## WORK INSTRUCTION
Gather all lines in the data that hold the string "else".

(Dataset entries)
####

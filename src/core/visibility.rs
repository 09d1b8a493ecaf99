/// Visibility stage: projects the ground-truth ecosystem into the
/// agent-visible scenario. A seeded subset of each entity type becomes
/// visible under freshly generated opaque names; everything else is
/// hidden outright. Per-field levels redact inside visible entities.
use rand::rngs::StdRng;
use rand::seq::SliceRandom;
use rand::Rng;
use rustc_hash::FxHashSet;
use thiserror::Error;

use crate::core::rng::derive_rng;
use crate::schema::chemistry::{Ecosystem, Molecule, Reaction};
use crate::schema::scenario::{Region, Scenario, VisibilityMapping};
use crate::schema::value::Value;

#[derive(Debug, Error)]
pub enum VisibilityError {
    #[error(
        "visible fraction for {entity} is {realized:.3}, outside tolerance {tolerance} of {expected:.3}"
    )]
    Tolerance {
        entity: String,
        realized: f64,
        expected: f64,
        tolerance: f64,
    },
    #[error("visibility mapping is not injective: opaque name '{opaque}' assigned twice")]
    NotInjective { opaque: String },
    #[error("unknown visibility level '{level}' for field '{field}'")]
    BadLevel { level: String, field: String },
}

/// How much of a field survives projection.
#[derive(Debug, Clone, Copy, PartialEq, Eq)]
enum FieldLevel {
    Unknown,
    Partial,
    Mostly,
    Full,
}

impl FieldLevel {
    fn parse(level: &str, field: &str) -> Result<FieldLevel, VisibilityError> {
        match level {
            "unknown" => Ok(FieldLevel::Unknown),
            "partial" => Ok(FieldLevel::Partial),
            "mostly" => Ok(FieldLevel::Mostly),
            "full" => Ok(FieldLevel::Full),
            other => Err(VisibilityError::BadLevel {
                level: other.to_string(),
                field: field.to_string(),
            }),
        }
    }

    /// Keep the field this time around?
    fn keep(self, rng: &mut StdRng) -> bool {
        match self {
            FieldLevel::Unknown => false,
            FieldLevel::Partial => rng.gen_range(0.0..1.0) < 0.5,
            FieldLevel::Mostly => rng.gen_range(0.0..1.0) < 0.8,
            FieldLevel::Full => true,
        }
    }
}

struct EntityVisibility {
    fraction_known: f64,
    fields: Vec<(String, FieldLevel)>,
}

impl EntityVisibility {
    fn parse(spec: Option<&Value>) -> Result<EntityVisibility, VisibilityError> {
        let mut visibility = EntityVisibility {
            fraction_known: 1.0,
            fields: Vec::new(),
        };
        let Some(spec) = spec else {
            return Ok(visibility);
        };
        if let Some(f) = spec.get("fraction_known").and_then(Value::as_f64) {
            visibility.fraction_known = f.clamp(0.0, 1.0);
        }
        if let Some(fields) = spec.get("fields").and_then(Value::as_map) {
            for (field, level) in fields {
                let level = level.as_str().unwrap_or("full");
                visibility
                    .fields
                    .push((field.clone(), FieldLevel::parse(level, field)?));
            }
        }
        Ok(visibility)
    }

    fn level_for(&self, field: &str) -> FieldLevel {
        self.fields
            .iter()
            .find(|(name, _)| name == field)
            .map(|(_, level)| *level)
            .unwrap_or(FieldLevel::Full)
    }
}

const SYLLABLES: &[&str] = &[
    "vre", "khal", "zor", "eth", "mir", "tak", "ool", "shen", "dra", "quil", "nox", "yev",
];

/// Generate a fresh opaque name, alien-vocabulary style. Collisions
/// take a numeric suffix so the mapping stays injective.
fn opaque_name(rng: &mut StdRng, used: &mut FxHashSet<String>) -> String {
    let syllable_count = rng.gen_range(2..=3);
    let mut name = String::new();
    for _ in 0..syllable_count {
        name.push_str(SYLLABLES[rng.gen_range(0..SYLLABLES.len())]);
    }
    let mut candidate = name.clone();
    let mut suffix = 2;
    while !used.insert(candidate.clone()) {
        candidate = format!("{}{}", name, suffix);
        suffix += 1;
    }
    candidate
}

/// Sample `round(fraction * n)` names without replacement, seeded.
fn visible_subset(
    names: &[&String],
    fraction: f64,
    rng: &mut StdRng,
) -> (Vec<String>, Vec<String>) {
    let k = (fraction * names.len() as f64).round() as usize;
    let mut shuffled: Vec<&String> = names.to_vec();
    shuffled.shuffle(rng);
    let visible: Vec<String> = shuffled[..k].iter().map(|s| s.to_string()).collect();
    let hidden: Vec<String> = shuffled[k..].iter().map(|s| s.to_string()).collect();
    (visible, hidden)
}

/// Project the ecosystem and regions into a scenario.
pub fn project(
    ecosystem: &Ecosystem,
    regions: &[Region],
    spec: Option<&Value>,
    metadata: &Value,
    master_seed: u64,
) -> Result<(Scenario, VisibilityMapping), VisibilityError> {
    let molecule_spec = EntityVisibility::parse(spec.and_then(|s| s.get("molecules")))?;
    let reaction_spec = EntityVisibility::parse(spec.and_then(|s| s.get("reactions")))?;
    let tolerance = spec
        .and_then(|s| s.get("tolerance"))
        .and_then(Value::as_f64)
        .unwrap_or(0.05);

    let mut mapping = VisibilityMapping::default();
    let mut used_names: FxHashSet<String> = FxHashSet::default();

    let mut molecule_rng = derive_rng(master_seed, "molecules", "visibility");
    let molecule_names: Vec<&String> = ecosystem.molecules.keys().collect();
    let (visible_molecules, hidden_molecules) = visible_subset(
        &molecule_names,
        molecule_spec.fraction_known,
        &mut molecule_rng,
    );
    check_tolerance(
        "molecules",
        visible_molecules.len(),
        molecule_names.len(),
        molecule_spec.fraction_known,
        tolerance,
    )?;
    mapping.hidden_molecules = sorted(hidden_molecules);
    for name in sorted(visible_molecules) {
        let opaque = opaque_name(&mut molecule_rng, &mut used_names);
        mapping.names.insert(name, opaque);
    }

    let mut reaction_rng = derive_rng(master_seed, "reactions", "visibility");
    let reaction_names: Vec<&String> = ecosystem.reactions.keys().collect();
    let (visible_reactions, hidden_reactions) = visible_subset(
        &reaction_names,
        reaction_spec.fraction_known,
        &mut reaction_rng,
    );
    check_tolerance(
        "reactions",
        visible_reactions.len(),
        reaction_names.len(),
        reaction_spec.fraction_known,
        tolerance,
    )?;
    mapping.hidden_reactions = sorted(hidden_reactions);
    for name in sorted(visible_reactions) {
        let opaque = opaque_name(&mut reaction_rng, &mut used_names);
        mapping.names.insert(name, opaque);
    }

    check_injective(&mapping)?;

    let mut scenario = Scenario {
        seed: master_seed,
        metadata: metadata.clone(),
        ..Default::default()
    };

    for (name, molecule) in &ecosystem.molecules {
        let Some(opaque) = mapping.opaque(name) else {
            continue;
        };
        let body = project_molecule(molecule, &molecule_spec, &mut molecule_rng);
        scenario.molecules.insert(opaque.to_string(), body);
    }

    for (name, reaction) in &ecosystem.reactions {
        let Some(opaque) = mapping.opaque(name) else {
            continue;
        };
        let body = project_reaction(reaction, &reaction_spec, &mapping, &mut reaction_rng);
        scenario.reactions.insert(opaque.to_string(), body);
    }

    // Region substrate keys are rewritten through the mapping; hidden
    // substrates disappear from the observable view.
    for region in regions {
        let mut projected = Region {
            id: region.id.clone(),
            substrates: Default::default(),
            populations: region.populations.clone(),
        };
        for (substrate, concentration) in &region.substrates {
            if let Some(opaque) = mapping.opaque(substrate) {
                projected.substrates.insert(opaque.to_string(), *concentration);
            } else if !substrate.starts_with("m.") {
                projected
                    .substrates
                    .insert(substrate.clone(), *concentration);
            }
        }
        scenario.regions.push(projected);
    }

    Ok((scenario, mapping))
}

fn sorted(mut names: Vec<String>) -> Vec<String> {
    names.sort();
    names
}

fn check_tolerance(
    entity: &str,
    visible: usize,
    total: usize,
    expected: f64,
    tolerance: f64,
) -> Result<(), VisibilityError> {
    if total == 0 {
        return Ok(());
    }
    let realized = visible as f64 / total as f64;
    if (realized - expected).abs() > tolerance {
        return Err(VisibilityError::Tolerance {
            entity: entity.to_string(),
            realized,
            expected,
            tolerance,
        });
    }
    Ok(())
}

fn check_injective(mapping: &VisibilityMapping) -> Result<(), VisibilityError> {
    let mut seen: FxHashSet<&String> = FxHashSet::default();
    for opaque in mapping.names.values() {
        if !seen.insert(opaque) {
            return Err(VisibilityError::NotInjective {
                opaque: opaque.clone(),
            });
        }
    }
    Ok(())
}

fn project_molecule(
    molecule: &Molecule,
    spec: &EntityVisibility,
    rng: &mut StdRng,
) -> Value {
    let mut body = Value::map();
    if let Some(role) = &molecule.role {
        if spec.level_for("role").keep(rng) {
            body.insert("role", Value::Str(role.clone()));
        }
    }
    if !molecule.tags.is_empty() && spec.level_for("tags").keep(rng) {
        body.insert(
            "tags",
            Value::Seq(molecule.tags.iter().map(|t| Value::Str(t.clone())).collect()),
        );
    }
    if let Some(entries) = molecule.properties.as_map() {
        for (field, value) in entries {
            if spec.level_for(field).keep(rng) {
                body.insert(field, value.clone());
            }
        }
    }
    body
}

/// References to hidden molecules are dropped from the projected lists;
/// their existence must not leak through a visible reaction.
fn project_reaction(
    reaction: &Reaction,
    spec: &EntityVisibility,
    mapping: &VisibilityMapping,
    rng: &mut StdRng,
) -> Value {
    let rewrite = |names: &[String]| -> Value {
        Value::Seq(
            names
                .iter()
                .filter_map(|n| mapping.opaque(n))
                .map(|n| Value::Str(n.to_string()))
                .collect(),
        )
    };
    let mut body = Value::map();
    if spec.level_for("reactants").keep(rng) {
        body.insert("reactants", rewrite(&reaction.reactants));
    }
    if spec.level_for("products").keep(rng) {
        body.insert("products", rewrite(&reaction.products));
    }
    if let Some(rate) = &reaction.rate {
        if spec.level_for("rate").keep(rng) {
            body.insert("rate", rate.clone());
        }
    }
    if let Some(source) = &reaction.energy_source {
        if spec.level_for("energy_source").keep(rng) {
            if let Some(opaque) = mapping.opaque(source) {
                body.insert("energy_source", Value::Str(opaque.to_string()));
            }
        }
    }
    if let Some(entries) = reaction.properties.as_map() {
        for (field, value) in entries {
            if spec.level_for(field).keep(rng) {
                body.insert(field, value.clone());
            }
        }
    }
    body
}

####

## WRITTEN ANSWER
/// visible under freshly generated opaque names; everything else is
        let Some(spec) = spec else {
        let Some(opaque) = mapping.opaque(name) else {
        let Some(opaque) = mapping.opaque(name) else {
            } else if !substrate.starts_with("m.") {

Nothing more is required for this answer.